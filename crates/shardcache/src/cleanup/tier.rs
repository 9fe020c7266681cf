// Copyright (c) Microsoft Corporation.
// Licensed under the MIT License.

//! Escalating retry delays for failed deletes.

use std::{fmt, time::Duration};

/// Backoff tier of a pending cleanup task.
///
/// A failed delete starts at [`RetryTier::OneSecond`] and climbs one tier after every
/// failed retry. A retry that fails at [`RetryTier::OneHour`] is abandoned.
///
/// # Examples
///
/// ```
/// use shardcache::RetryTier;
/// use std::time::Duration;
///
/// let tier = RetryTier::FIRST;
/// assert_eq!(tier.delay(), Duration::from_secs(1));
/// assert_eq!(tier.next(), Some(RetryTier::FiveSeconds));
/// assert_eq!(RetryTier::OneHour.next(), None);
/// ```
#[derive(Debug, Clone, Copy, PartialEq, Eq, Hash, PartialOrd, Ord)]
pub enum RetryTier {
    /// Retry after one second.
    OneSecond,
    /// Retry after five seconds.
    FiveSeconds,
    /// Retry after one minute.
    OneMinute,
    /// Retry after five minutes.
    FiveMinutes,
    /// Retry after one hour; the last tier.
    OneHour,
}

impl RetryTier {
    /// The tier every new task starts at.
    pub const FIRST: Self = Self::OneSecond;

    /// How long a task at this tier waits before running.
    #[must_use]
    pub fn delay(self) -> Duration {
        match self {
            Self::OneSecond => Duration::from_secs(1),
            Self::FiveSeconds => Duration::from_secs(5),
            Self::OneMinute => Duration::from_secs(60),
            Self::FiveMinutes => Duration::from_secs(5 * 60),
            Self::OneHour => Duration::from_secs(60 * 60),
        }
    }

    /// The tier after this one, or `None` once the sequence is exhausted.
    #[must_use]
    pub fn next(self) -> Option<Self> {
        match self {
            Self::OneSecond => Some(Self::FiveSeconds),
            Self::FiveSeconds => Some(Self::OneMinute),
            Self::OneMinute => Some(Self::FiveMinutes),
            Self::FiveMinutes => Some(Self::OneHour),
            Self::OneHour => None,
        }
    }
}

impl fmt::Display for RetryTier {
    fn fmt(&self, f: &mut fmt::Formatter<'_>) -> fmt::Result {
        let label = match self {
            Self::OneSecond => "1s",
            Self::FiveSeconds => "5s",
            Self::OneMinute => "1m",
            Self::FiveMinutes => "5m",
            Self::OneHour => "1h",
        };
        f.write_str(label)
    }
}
═══
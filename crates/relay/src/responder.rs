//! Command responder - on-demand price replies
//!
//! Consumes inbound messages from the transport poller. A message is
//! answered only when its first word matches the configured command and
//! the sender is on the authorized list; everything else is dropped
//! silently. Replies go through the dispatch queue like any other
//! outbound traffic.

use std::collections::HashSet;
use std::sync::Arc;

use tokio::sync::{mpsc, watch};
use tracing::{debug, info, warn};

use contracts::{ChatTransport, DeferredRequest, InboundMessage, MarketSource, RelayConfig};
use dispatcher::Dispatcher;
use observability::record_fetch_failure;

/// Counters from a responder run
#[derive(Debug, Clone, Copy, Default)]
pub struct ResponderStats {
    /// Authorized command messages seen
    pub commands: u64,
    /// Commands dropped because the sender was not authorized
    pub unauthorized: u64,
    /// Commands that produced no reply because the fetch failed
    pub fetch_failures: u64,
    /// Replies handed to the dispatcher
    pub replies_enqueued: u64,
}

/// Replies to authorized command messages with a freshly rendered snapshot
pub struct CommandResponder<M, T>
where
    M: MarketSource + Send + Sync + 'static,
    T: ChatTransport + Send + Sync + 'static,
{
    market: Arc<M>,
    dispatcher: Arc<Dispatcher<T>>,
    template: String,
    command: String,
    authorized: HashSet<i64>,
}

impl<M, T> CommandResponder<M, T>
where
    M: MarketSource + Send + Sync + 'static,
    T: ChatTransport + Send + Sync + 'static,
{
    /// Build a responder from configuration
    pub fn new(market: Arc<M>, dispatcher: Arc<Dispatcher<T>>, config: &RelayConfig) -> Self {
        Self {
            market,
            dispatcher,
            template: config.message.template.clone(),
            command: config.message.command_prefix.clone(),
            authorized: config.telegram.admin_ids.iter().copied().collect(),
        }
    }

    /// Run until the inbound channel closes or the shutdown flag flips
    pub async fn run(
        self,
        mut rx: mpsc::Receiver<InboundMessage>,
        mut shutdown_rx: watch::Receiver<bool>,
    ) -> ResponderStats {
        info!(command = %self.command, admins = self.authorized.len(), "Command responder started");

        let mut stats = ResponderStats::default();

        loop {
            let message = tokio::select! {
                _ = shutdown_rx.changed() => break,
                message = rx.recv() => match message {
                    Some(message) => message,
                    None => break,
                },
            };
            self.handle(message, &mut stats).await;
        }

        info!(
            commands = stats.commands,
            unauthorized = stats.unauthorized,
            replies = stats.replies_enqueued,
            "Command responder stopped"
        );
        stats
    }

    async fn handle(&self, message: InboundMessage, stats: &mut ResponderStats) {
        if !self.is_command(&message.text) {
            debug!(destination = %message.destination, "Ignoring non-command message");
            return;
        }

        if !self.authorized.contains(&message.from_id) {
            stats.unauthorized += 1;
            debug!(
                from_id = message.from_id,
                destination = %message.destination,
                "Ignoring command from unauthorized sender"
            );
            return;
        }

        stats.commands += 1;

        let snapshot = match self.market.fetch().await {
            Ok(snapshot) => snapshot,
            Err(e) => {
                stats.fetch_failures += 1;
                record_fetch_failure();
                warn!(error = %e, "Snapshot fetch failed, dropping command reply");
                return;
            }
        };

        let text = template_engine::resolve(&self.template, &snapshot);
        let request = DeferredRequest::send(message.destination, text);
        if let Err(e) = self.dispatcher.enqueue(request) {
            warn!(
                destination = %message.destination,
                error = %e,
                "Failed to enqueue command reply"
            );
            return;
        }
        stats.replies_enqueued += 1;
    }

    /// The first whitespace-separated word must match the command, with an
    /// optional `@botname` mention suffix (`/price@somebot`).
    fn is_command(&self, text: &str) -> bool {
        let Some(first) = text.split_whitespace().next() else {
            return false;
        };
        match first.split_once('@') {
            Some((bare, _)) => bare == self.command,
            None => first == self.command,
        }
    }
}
═══
**REQUIRED ACTION**
Your reply is to repeat, unchanged, the lines above running from the one with "filename crates/shardcache/src/cleanup/tier.rs" up to and including the one with "impl fmt::Display for".

**WRITTEN REPLY**
filename crates/shardcache/src/cleanup/tier.rs
repository 9fe020c7266681cf
// Copyright (c) Microsoft Corporation.
// Licensed under the MIT License.

//! Escalating retry delays for failed deletes.

use std::{fmt, time::Duration};

/// Backoff tier of a pending cleanup task.
///
/// A failed delete starts at [`RetryTier::OneSecond`] and climbs one tier after every
/// failed retry. A retry that fails at [`RetryTier::OneHour`] is abandoned.
///
/// # Examples
///
/// ```
/// use shardcache::RetryTier;
/// use std::time::Duration;
///
/// let tier = RetryTier::FIRST;
/// assert_eq!(tier.delay(), Duration::from_secs(1));
/// assert_eq!(tier.next(), Some(RetryTier::FiveSeconds));
/// assert_eq!(RetryTier::OneHour.next(), None);
/// ```
#[derive(Debug, Clone, Copy, PartialEq, Eq, Hash, PartialOrd, Ord)]
pub enum RetryTier {
    /// Retry after one second.
    OneSecond,
    /// Retry after five seconds.
    FiveSeconds,
    /// Retry after one minute.
    OneMinute,
    /// Retry after five minutes.
    FiveMinutes,
    /// Retry after one hour; the last tier.
    OneHour,
}

impl RetryTier {
    /// The tier every new task starts at.
    pub const FIRST: Self = Self::OneSecond;

    /// How long a task at this tier waits before running.
    #[must_use]
    pub fn delay(self) -> Duration {
        match self {
            Self::OneSecond => Duration::from_secs(1),
            Self::FiveSeconds => Duration::from_secs(5),
            Self::OneMinute => Duration::from_secs(60),
            Self::FiveMinutes => Duration::from_secs(5 * 60),
            Self::OneHour => Duration::from_secs(60 * 60),
        }
    }

    /// The tier after this one, or `None` once the sequence is exhausted.
    #[must_use]
    pub fn next(self) -> Option<Self> {
        match self {
            Self::OneSecond => Some(Self::FiveSeconds),
            Self::FiveSeconds => Some(Self::OneMinute),
            Self::OneMinute => Some(Self::FiveMinutes),
            Self::FiveMinutes => Some(Self::OneHour),
            Self::OneHour => None,
        }
    }
}

impl fmt::Display for RetryTier {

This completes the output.